Most clays may be vapour glazed with a various degree of success. As a basic principle the more silica in the clay the smoother the glaze will be, but with less silica and more alumina, the more distinctive “orange peel” texture will result.
The colour of the clay after firing is governed by the nature of the firing and by the iron content. From pale gold (1%) to pale tan (1.5%) to medium brown (1.8 -2 %). More than 3% of iron will cause the glaze to be progressively duller.
Not all clays are well fluxed by the soda because many contain insufficient free silica, e.g. china clays, ball clays and stoneware clays with alumina/silica molecular ratios between 1 to 2 and 1 to 4. The best clays for vapour glazing are those fireclays which are high in silica. These can have alumina/silica ratio of 1 to 5 or higher.
Extra silica is sometimes added to clay as quartz sand but silica in isolation does not make a glaze, some alumina is necessary. Small amounts of calcia and magnesia help to stabilise the glaze.
When the kiln is soaking at high temperatures, various forms of quartz develop in the body of the pots: some of this quartz is very unstable, the most unstable form being cristobalite.
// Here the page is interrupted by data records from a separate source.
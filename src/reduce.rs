//! The tree reducer, `Qreduce`.
//!
//! Models a balanced binary adder tree the way an ASIC accumulator pipeline
//! would be built: each layer of the tree may use its own
//! [`PolicyBundle`] (an early layer might keep full precision, a later one
//! might saturate down to a narrow accumulator register), and an
//! odd element at any layer is carried forward unchanged into the next
//! layer rather than paired with a synthetic zero.

use crate::dynfixed::DynFixed;
use crate::matrix::Matrix;
use crate::policy::{BinOp, PolicyBundle};

/// Reduces `values` to a single [`DynFixed`] by repeated pairwise `add`,
/// one tree layer at a time.
///
/// `layer_bundles[i]` is the bundle used for layer `i`; if there are fewer
/// bundles than layers, the last bundle is reused for every remaining
/// layer. Passing an empty `layer_bundles` uses the default (unmerged)
/// bundle throughout.
///
/// # Panics
/// Panics if `values` is empty — there is no representable zero to fall
/// back to without a format to build it in.
#[must_use]
pub fn qreduce(values: &[DynFixed], layer_bundles: &[PolicyBundle]) -> DynFixed {
    qreduce_with(values, layer_bundles, BinOp::Add)
}

/// As [`qreduce`], but using `op` instead of always reducing by `Add`
/// (e.g. `BinOp::Mul` for a product tree).
///
/// # Panics
/// Panics if `values` is empty.
#[must_use]
pub fn qreduce_with(values: &[DynFixed], layer_bundles: &[PolicyBundle], op: BinOp) -> DynFixed {
    assert!(!values.is_empty(), "qreduce requires at least one value");
    let mut layer = values.to_vec();
    let mut depth = 0usize;
    while layer.len() > 1 {
        let default_bundle = PolicyBundle::new();
        let bundle = layer_bundles
            .get(depth)
            .or_else(|| layer_bundles.last())
            .unwrap_or(&default_bundle);
        let mut next = Vec::with_capacity(layer.len().div_ceil(2));
        for pair in layer.chunks(2) {
            if let [a, b] = pair {
                next.push(apply(*a, *b, bundle, op));
            } else {
                next.push(pair[0]);
            }
        }
        layer = next;
        depth += 1;
    }
    layer[0]
}

fn apply(a: DynFixed, b: DynFixed, bundle: &PolicyBundle, op: BinOp) -> DynFixed {
    match op {
        BinOp::Add => a.add(b, bundle),
        BinOp::Sub => a.sub(b, bundle),
        BinOp::Mul => a.mul(b, bundle),
        BinOp::Div => a.div(b, bundle),
    }
}

/// Flattens `m` in row-major order and reduces it with [`qreduce`].
#[must_use]
pub fn qreduce_matrix<const R: usize, const C: usize>(
    m: &Matrix<R, C>,
    layer_bundles: &[PolicyBundle],
) -> DynFixed {
    let mut flat = Vec::with_capacity(R * C);
    for r in 0..R {
        for c in 0..C {
            flat.push(m.at(r, c));
        }
    }
    qreduce(&flat, layer_bundles)
}

#[cfg(test)]
mod tests {
    #![allow(clippy::unwrap_used, clippy::expect_used)]
    use super::*;
    use crate::format::{DynFormat, OvfMode, RndMode};

    fn fmt() -> DynFormat {
        DynFormat::try_new(8, 8, true, RndMode::Tcpl, OvfMode::SatTcpl).unwrap()
    }

    fn val(x: f64) -> DynFixed {
        DynFixed::new(crate::cast::quantize_real(x, 8, RndMode::Tcpl) as i32, fmt())
    }

    #[test]
    fn reduces_a_power_of_two_length_list() {
        let values = [val(1.0), val(2.0), val(3.0), val(4.0)];
        let out = qreduce(&values, &[]);
        assert!((out.to_f64() - 10.0).abs() < 1e-2);
    }

    #[test]
    fn carries_odd_element_forward_unpaired() {
        let values = [val(1.0), val(2.0), val(3.0)];
        let out = qreduce(&values, &[]);
        assert!((out.to_f64() - 6.0).abs() < 1e-2);
    }

    #[test]
    fn flattens_a_matrix_row_major() {
        let m = Matrix::<2, 2>::from_reals(fmt(), [[1.0, 2.0], [3.0, 4.0]]);
        let out = qreduce_matrix(&m, &[]);
        assert!((out.to_f64() - 10.0).abs() < 1e-2);
    }

    #[test]
    fn per_layer_bundles_apply_in_order() {
        let values = [val(1.0), val(2.0), val(3.0), val(4.0)];
        let layer0 = PolicyBundle::new().full_prec();
        let out = qreduce(&values, &[layer0]);
        assert!((out.to_f64() - 10.0).abs() < 1e-2);
    }
}
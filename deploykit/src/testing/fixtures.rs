//! Sample configuration, credentials and manifests.

use crate::config::{
    BuildSettings, ClusterSettings, Credentials, DeployConfig, KubernetesSettings, NodeSettings,
    Policies, RegistrySettings, Timeouts, DEFAULT_SEARCH_PATH,
};
use crate::errors::Result;
use crate::manifests::{
    Manifest, ManifestSet, ManifestSource, TemplateVars, LOAD_BALANCER_NAME_ANNOTATION,
};
use serde_json::json;
use std::path::Path;

/// A valid configuration writing its outputs under `output_dir`.
///
/// Two `standard.medium` workers, two replicas in namespace `acme`.
#[must_use]
pub fn sample_config(output_dir: &Path) -> DeployConfig {
    DeployConfig {
        project_name: "Acme Web".to_string(),
        service_name: "web".to_string(),
        service_version: "1.2.0".to_string(),
        registry: RegistrySettings {
            server: "docker.io".to_string(),
            user: "acme".to_string(),
            secret_name: "registry-creds".to_string(),
            email: "ops@acme.dev".to_string(),
        },
        zone: "ch-gva-2".to_string(),
        nodes: NodeSettings {
            count: 2,
            disk_gb: 50,
            family: "standard".to_string(),
            size: "medium".to_string(),
        },
        cluster: ClusterSettings::default(),
        build: BuildSettings::default(),
        kubernetes: KubernetesSettings {
            namespace: "acme".to_string(),
            replicas: 2,
            manifests_dir: output_dir.join("manifests"),
        },
        output_dir: output_dir.to_path_buf(),
        search_path: DEFAULT_SEARCH_PATH.to_string(),
        timeouts: Timeouts::default(),
        policy: Policies::default(),
    }
}

/// Credentials with placeholder secrets.
#[allow(clippy::missing_panics_doc)]
#[must_use]
pub fn sample_credentials() -> Credentials {
    let lookup = |name: &str| Some(format!("test-{}", name.to_ascii_lowercase()));
    match Credentials::from_lookup(lookup) {
        Ok(credentials) => credentials,
        Err(err) => unreachable!("lookup supplies every variable: {err}"),
    }
}

/// A manifest source returning a fixed set regardless of the template values.
#[derive(Debug, Clone, Default)]
pub struct StaticManifestSource {
    set: ManifestSet,
}

impl StaticManifestSource {
    /// Creates a source returning `set`.
    #[must_use]
    pub fn new(set: ManifestSet) -> Self {
        Self { set }
    }
}

impl ManifestSource for StaticManifestSource {
    fn load(&self, _vars: &TemplateVars) -> Result<ManifestSet> {
        Ok(self.set.clone())
    }
}

/// Namespace, Deployment and Service for the sample configuration,
/// deliberately listed out of apply order.
pub fn sample_manifests(namespace: &str) -> Result<ManifestSet> {
    let service = Manifest::from_value(json!({
        "apiVersion": "v1",
        "kind": "Service",
        "metadata": {
            "name": "web",
            "namespace": namespace,
            "annotations": { LOAD_BALANCER_NAME_ANNOTATION: "web-nlb" }
        },
        "spec": { "type": "LoadBalancer", "selector": { "app": "web" }, "ports": [{ "port": 80, "targetPort": 5000 }] }
    }))?;
    let deployment = Manifest::from_value(json!({
        "apiVersion": "apps/v1",
        "kind": "Deployment",
        "metadata": { "name": "web", "namespace": namespace },
        "spec": {
            "replicas": 2,
            "selector": { "matchLabels": { "app": "web" } },
            "template": {
                "metadata": { "labels": { "app": "web" } },
                "spec": {
                    "imagePullSecrets": [{ "name": "registry-creds" }],
                    "containers": [{ "name": "web", "image": "acme/web:1.2.0" }]
                }
            }
        }
    }))?;
    let ns = Manifest::from_value(json!({
        "apiVersion": "v1",
        "kind": "Namespace",
        "metadata": { "name": namespace }
    }))?;
    Ok(ManifestSet::new(vec![service, deployment, ns]))
}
As already mentioned, the more silica in the body, the better it will salt. However, the more silica in the body the higher the danger of cristobalite to develop in quantity and pots to shatter unless due care is taken.
The most stable of quartz forms is mullite which forms if the kiln is cooled very rapidly. Therefore fast cooling down to around 1000 °C has developed thus stabilising the pernicious effects of excessive silica.